Closed doors swung open, spilling half-dressed vaqueros and señoritas onto the balcony. The customers from the other table, no longer in a drunken stupor, jumped to their feet to inspect the body. Awestruck, fearful or relieved, they proclaimed excitedly to each other what they had seen and what they knew about the two men. Some recognised the gunman. Others knew the victim. All would relive the tale of this night for many nights to come. Johnny would remember it forever.

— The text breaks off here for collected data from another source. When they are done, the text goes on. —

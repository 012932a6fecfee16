use parking_lot::{Mutex, MutexGuard};
#[cfg(feature = "parallel")]
use rayon::prelude::*;

use crate::{
    collision::{broadphase::SpatialGrid, narrowphase::CircleContact},
    config::SimConfig,
    core::ball::{Ball, BallId},
};

/// Storage cell for one ball. The slot index always equals the ball's id.
pub type BallSlot = Mutex<Ball>;

/// Contact response coefficients for one tick.
#[derive(Debug, Clone, Copy, PartialEq)]
pub struct ContactSettings {
    pub restitution: f32,
    pub correction_percent: f32,
    pub slop: f32,
}

impl From<&SimConfig> for ContactSettings {
    fn from(config: &SimConfig) -> Self {
        Self {
            restitution: config.restitution,
            correction_percent: config.correction_percent,
            slop: config.slop,
        }
    }
}

/// What happened to one candidate pair.
#[derive(Debug, Clone, Copy, PartialEq, Eq)]
pub enum PairOutcome {
    /// Discs do not overlap.
    Apart,
    /// Overlapping but already separating: positions corrected, velocities untouched.
    Corrected,
    /// Approaching overlap: impulse applied and positions corrected.
    Impulse,
}

#[derive(Debug, Default, Clone, Copy, PartialEq, Eq)]
pub struct SolverStepMetrics {
    pub pairs_tested: usize,
    pub contacts: usize,
    pub impulses: usize,
}

impl SolverStepMetrics {
    pub fn record(&mut self, outcome: PairOutcome) {
        self.pairs_tested += 1;
        match outcome {
            PairOutcome::Apart => {}
            PairOutcome::Corrected => self.contacts += 1,
            PairOutcome::Impulse => {
                self.contacts += 1;
                self.impulses += 1;
            }
        }
    }

    pub fn merge(&mut self, other: &Self) {
        self.pairs_tested += other.pairs_tested;
        self.contacts += other.contacts;
        self.impulses += other.impulses;
    }
}

/// Impulse-based circle collision resolver with positional correction.
///
/// Every ball tests the broad-phase candidates with a larger id, so each pair
/// is visited once per tick.
#[derive(Debug, Clone, Default)]
pub struct CollisionResolver {
    parallel: bool,
    candidates: Vec<BallId>,
}

impl CollisionResolver {
    pub fn new() -> Self {
        Self::default()
    }

    pub fn set_parallel(&mut self, enabled: bool) {
        self.parallel = enabled;
    }

    pub fn parallel(&self) -> bool {
        self.parallel
    }

    /// Narrow-phase test and response for a single pair.
    pub fn resolve_pair(a: &mut Ball, b: &mut Ball, settings: &ContactSettings) -> PairOutcome {
        let contact = match CircleContact::between(a, b) {
            Some(contact) => contact,
            None => return PairOutcome::Apart,
        };

        let inv_mass_sum = a.inverse_mass() + b.inverse_mass();
        let mut outcome = PairOutcome::Corrected;

        let velocity_along_normal = contact.velocity_along_normal(a, b);
        if velocity_along_normal < 0.0 {
            let j = -(1.0 + settings.restitution) * velocity_along_normal / inv_mass_sum;
            let impulse = contact.normal * j;
            a.velocity -= impulse * a.inverse_mass();
            b.velocity += impulse * b.inverse_mass();
            outcome = PairOutcome::Impulse;
        }

        Self::correct_position(a, b, &contact, settings, inv_mass_sum);
        outcome
    }

    /// Pushes the pair apart along the normal, split by inverse mass. Removes
    /// `correction_percent` of the depth but never leaves more than `slop`.
    fn correct_position(
        a: &mut Ball,
        b: &mut Ball,
        contact: &CircleContact,
        settings: &ContactSettings,
        inv_mass_sum: f32,
    ) {
        let correction = (contact.depth * settings.correction_percent)
            .max(contact.depth - settings.slop)
            .max(0.0);
        if correction <= 0.0 {
            return;
        }

        let push = contact.normal * (correction / inv_mass_sum);
        a.position -= push * a.inverse_mass();
        b.position += push * b.inverse_mass();
    }

    /// Resolves every overlapping pair found through `grid`.
    pub fn solve(
        &mut self,
        balls: &mut [BallSlot],
        grid: &SpatialGrid,
        settings: &ContactSettings,
    ) -> SolverStepMetrics {
        #[cfg(feature = "parallel")]
        if self.parallel {
            return Self::solve_parallel(balls, grid, settings);
        }

        self.solve_sequential(balls, grid, settings)
    }

    fn solve_sequential(
        &mut self,
        balls: &mut [BallSlot],
        grid: &SpatialGrid,
        settings: &ContactSettings,
    ) -> SolverStepMetrics {
        let mut metrics = SolverStepMetrics::default();

        for index in 0..balls.len() {
            let (id, position) = {
                let ball = balls[index].get_mut();
                (ball.id(), ball.position)
            };

            self.candidates.clear();
            grid.query_neighbors(id, position, &mut self.candidates);

            for other in self.candidates.iter().filter(|other| **other > id) {
                if let Some((a, b)) = pair_mut(balls, index, other.index()) {
                    metrics.record(Self::resolve_pair(a, b, settings));
                }
            }
        }

        metrics
    }

    #[cfg(feature = "parallel")]
    fn solve_parallel(
        balls: &[BallSlot],
        grid: &SpatialGrid,
        settings: &ContactSettings,
    ) -> SolverStepMetrics {
        (0..balls.len())
            .into_par_iter()
            .map_init(Vec::new, |candidates, index| {
                let (id, position) = {
                    let ball = balls[index].lock();
                    (ball.id(), ball.position)
                };

                candidates.clear();
                grid.query_neighbors(id, position, candidates);

                let mut metrics = SolverStepMetrics::default();
                for other in candidates.iter().filter(|other| **other > id) {
                    if other.index() >= balls.len() {
                        continue;
                    }
                    let (mut a, mut b) = lock_pair(balls, index, other.index());
                    metrics.record(Self::resolve_pair(&mut a, &mut b, settings));
                }
                metrics
            })
            .reduce(SolverStepMetrics::default, |mut acc, metrics| {
                acc.merge(&metrics);
                acc
            })
    }
}

/// Locks two distinct slots, always acquiring the lower id first so that
/// concurrent workers agree on a global order. Guards are returned in
/// `(a, b)` order.
#[cfg_attr(not(feature = "parallel"), allow(dead_code))]
fn lock_pair(
    slots: &[BallSlot],
    a: usize,
    b: usize,
) -> (MutexGuard<'_, Ball>, MutexGuard<'_, Ball>) {
    debug_assert_ne!(a, b, "a ball cannot collide with itself");
    if a < b {
        let first = slots[a].lock();
        let second = slots[b].lock();
        (first, second)
    } else {
        let first = slots[b].lock();
        let second = slots[a].lock();
        (second, first)
    }
}

/// Disjoint mutable access to two slots without locking.
fn pair_mut(slots: &mut [BallSlot], a: usize, b: usize) -> Option<(&mut Ball, &mut Ball)> {
    if a == b || a >= slots.len() || b >= slots.len() {
        return None;
    }

    let (low, high, flipped) = if a < b { (a, b, false) } else { (b, a, true) };
    let (left, right) = slots.split_at_mut(high);
    let first = left[low].get_mut();
    let second = right[0].get_mut();

    if flipped {
        Some((second, first))
    } else {
        Some((first, second))
    }
}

With the events of that night fresh on his mind it was a wonder the boy slept at all, but he did. The barkeep chivvied him from his resting place beneath the bar as the mission bells sounded, calling the children to school.
“Best be going on, Juanito. Your pa will whomp you good if Father Marcos reports you missed your lessons.”
“He ain’t my pa.” Johnny scowled, but sloped off in the direction of the school.
He found the lessons hard. He had come to them late. The gambler and Johnny’s mama had not laid much stress on schooling initially, but then some priest had pointed out that the boy would be more use to the gambler if he could read and write. Since then, whenever they were in a town with a school, be it in English or Spanish, the gambler always insisted he attend.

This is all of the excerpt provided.